→ ABOUT THIS EXERCISE:
Could you filter the data below down to the lines that hold the word "attributes"?

Stored items:
════

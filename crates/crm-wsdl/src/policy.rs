//! WS-Policy lookup inside a flattened WSDL.

use xmltree::Element;

use crm_soap_client::{xml, Error, Result};

/// Find the security policy bound to a named service.
///
/// The chain is: service by name, first named port of that service, binding
/// with the port's name, that binding's `PolicyReference` URI, and finally
/// the `Policy` whose `wsu:Id` matches the URI with its leading `#` removed.
/// Any broken link fails with a structural error naming the missing element.
pub fn find_security_policy<'a>(wsdl: &'a Element, service_name: &str) -> Result<&'a Element> {
    let service = xml::descendants(wsdl)
        .find(|e| e.name == "service" && e.attributes.get("name").map(String::as_str) == Some(service_name))
        .ok_or_else(|| {
            Error::structural(format!(
                "Could not find definition of Service <{service_name}> in provided WSDL"
            ))
        })?;

    let binding_name = xml::descendants(service)
        .filter(|e| e.name == "port")
        .find_map(|port| port.attributes.get("name"))
        .ok_or_else(|| {
            Error::structural(format!(
                "Could not find binding for Service <{service_name}> in provided WSDL"
            ))
        })?;

    let binding = xml::descendants(wsdl)
        .find(|e| e.name == "binding" && e.attributes.get("name") == Some(binding_name))
        .ok_or_else(|| {
            Error::structural(format!(
                "Could not find definition of Binding <{binding_name}> in provided WSDL"
            ))
        })?;

    // PolicyReference URIs are fragment references; the Policy carries the
    // bare ID.
    let policy_id = xml::descendants(binding)
        .filter(|e| e.name == "PolicyReference")
        .find_map(|r| r.attributes.get("URI"))
        .map(|uri| uri.trim_start_matches('#'))
        .ok_or_else(|| {
            Error::structural(format!(
                "Could not find Policy Reference for Binding <{binding_name}> in provided WSDL"
            ))
        })?;

    xml::descendants(wsdl)
        .find(|e| e.name == "Policy" && e.attributes.get("Id").map(String::as_str) == Some(policy_id))
        .ok_or_else(|| {
            Error::structural(format!(
                "Could not find Policy with ID <{policy_id}> in provided WSDL"
            ))
        })
}
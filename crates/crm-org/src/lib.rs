//! Organization and discovery service operations for Dynamics-style CRM
//! deployments.
//!
//! The entry point is [`CrmClient`]: CRUD on [`Entity`] records, FetchXML
//! queries with transparent paging, named action execution, and entity
//! metadata retrieval with a pluggable [`SchemaCache`].
//!
//! ```no_run
//! use crm_soap_org::{AuthMode, CrmClient, Settings};
//!
//! # async fn run() -> crm_soap_org::Result<()> {
//! let settings = Settings::new(
//!     "https://org.crm.example.com/XRMServices/2011/Organization.svc",
//!     "user@example.com",
//!     "password",
//!     AuthMode::OnlineFederation,
//! );
//! let client = CrmClient::new(settings)?;
//! let accounts = client
//!     .retrieve_multiple_entities("account", true, None, None, None)
//!     .await?;
//! # Ok(())
//! # }
//! ```

pub mod attributes;
pub mod client;
pub mod entity;
pub mod envelope;
pub mod paging;
pub mod parse;
pub mod requests;
pub mod schema;

pub use attributes::{add_attributes, add_formatted_values, parse_entity_element};
pub use client::CrmClient;
pub use entity::{AliasedValue, AttributeValue, Entity, EntityReference, EMPTY_GUID};
pub use envelope::{actions, build_envelope};
pub use parse::{EntityListing, OrganizationDetail, QueryResult};
pub use requests::EntityFilters;
pub use schema::{
    EntitySchema, FieldSchema, FileSchemaCache, MemorySchemaCache, RelationshipSchema,
    SchemaCache,
};

pub use crm_soap_auth::{AuthMode, AuthStrategy, SecurityToken, Service, Settings};
pub use crm_soap_client::{ClientConfig, Error, ErrorKind, Result};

════

→ THE COMPLETED TASK:
        .find(|e| e.name == "service" && e.attributes.get("name").map(String::as_str) == Some(service_name))
        .find_map(|port| port.attributes.get("name"))
        .find(|e| e.name == "binding" && e.attributes.get("name") == Some(binding_name))
        .find_map(|r| r.attributes.get("URI"))
        .find(|e| e.name == "Policy" && e.attributes.get("Id").map(String::as_str) == Some(policy_id))
pub mod attributes;
pub use attributes::{add_attributes, add_formatted_values, parse_entity_element};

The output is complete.